=== Task brief ===
In the listing below, how many lines include "else"? Give the number and no other text.

=== Material provided ===

········

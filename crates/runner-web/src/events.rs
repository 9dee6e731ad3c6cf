use crate::dom;
use crate::keys::{command_for_keydown, KeyCommand};
use crate::overlay;
use instant::Instant;
use runner_core::Session;
use std::cell::RefCell;
use std::rc::Rc;
use wasm_bindgen::closure::Closure;
use wasm_bindgen::JsCast;
use web_sys as web;

/// Milliseconds on the session clock, measured from `origin`.
#[inline]
pub fn clock_ms(origin: Instant) -> f64 {
    origin.elapsed().as_secs_f64() * 1000.0
}

/// Restart the round and start it, as the Start button does.
fn start_round(session: &Rc<RefCell<Session>>, origin: Instant) {
    let mut s = session.borrow_mut();
    s.restart();
    s.start(clock_ms(origin));
}

fn run_command(
    cmd: KeyCommand,
    session: &Rc<RefCell<Session>>,
    document: &web::Document,
    origin: Instant,
) {
    match cmd {
        KeyCommand::Start => start_round(session, origin),
        KeyCommand::Calibrate => session.borrow_mut().calibrate_now(),
        KeyCommand::Restart => session.borrow_mut().restart(),
        KeyCommand::ToggleHelp => overlay::toggle_help(document),
        KeyCommand::ToggleDebug => overlay::toggle_debug(document),
    }
    log::debug!("[keys] {:?}", cmd);
}

/// Operator shortcuts. Game controls stay with the game page's own handlers.
pub fn wire_keyboard(document: &web::Document, session: Rc<RefCell<Session>>, origin: Instant) {
    let doc = document.clone();
    let closure = Closure::wrap(Box::new(move |ev: web::KeyboardEvent| {
        // auto-repeat must not re-fire commands or toggles
        if ev.repeat() {
            return;
        }
        if let Some(cmd) = command_for_keydown(&ev.code()) {
            run_command(cmd, &session, &doc, origin);
        }
    }) as Box<dyn FnMut(_)>);
    _ = document.add_event_listener_with_callback("keydown", closure.as_ref().unchecked_ref());
    closure.forget();
}

pub fn wire_buttons(document: &web::Document, session: Rc<RefCell<Session>>, origin: Instant) {
    {
        let session = session.clone();
        dom::add_click_listener(document, "startButton", move || {
            start_round(&session, origin);
        });
    }
    {
        let session = session.clone();
        dom::add_click_listener(document, "calibrateButton", move || {
            session.borrow_mut().calibrate_now();
        });
    }
    dom::add_click_listener(document, "restartButton", move || {
        session.borrow_mut().restart();
    });
}
use crate::events::clock_ms;
use crate::sink::StatusLine;
use crate::{dom, draw, overlay, pose};
use instant::Instant;
use runner_core::{ActionEvent, PoseFrame, Session, SessionMode, ThresholdConfig};
use std::cell::RefCell;
use std::rc::Rc;
use wasm_bindgen::prelude::*;
use wasm_bindgen::JsCast;
use wasm_bindgen_futures::spawn_local;
use web_sys as web;

pub const THRESHOLD_INPUTS: [&str; 3] = ["baselineAdjust", "jumpThreshold", "crouchThreshold"];

pub struct FrameContext {
    pub session: Rc<RefCell<Session>>,
    pub status: Rc<RefCell<StatusLine>>,
    pub document: web::Document,
    pub video: web::HtmlVideoElement,
    pub canvas: web::HtmlCanvasElement,
    pub ctx: web::CanvasRenderingContext2d,
    pub origin: Instant,
    pub last_estimate_ms: f32,
    sliders_locked: Option<bool>,
    events: Vec<ActionEvent>,
}

impl FrameContext {
    pub fn new(
        session: Rc<RefCell<Session>>,
        status: Rc<RefCell<StatusLine>>,
        document: web::Document,
        video: web::HtmlVideoElement,
        canvas: web::HtmlCanvasElement,
        ctx: web::CanvasRenderingContext2d,
        origin: Instant,
    ) -> Self {
        Self {
            session,
            status,
            document,
            video,
            canvas,
            ctx,
            origin,
            last_estimate_ms: 0.0,
            sliders_locked: None,
            events: Vec::new(),
        }
    }

    fn thresholds(&self) -> ThresholdConfig {
        let [adjust, jump, crouch] = THRESHOLD_INPUTS.map(|id| dom::input_value(&self.document, id));
        ThresholdConfig::from_inputs(&adjust, &jump, &crouch)
    }

    /// Feed one estimated pose through the session and repaint the overlay.
    pub fn process(&mut self, pose: Option<PoseFrame>) {
        let now = clock_ms(self.origin);
        dom::sync_canvas_to_video(&self.canvas, &self.video);
        draw::clear(&self.ctx, &self.canvas);
        if let Some(frame) = pose {
            let thresholds = self.thresholds();
            self.events.clear();
            let snap = {
                let mut session = self.session.borrow_mut();
                session.tick(&frame, now, &thresholds, &mut self.events);
                session.snapshot()
            };
            if !self.events.is_empty() {
                log::debug!("[pose] {} action(s) this frame", self.events.len());
            }
            let min = self.session.borrow().config().min_confidence;
            draw::skeleton(&self.ctx, &frame, min);
            draw::thresholds(&self.ctx, &self.canvas, &snap);
        } else {
            self.session.borrow_mut().advance_clock(now);
        }
        self.after_tick();
    }

    /// Idle frames skip estimation and only keep the clock and UI current.
    pub fn idle(&mut self) {
        let now = clock_ms(self.origin);
        self.session.borrow_mut().advance_clock(now);
        self.after_tick();
    }

    fn after_tick(&mut self) {
        let (locked, snap) = {
            let session = self.session.borrow();
            (session.thresholds_locked(), session.snapshot())
        };
        if self.sliders_locked != Some(locked) {
            dom::set_inputs_disabled(&self.document, &THRESHOLD_INPUTS, locked);
            self.sliders_locked = Some(locked);
        }
        self.status.borrow_mut().expire();
        if overlay::debug_visible(&self.document) {
            overlay::update_debug(&self.document, &snap, self.last_estimate_ms);
        }
    }

    fn wants_estimate(&self) -> bool {
        self.session.borrow().mode() != SessionMode::Idle
            && self.video.ready_state() >= 2
            && self.video.video_width() > 0
    }
}

async fn run_frame(frame_ctx: &Rc<RefCell<FrameContext>>) {
    if !frame_ctx.borrow().wants_estimate() {
        frame_ctx.borrow_mut().idle();
        return;
    }
    // No RefCell borrow may be held across this await.
    let video = frame_ctx.borrow().video.clone();
    let t0 = Instant::now();
    let pose = match pose::estimate(&video).await {
        Ok(pose) => pose,
        Err(e) => {
            log::warn!("[pose] {:#}", e);
            None
        }
    };
    let mut ctx = frame_ctx.borrow_mut();
    ctx.last_estimate_ms = t0.elapsed().as_secs_f32() * 1000.0;
    ctx.process(pose);
}

/// Drive the session from `requestAnimationFrame`. The next frame is only
/// requested after the current estimation resolves, so estimates never overlap.
pub fn start_loop(frame_ctx: Rc<RefCell<FrameContext>>) {
    let tick: Rc<RefCell<Option<Closure<dyn FnMut()>>>> = Rc::new(RefCell::new(None));
    let tick_clone = tick.clone();
    *tick.borrow_mut() = Some(Closure::wrap(Box::new(move || {
        let frame_ctx = frame_ctx.clone();
        let tick = tick_clone.clone();
        spawn_local(async move {
            run_frame(&frame_ctx).await;
            request_frame(&tick);
        });
    }) as Box<dyn FnMut()>));
    request_frame(&tick);
}

fn request_frame(tick: &Rc<RefCell<Option<Closure<dyn FnMut()>>>>) {
    let Some(w) = web::window() else { return };
    if let Some(cb) = tick.borrow().as_ref() {
        _ = w.request_animation_frame(cb.as_ref().unchecked_ref());
    }
}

········

=== Task result ===
2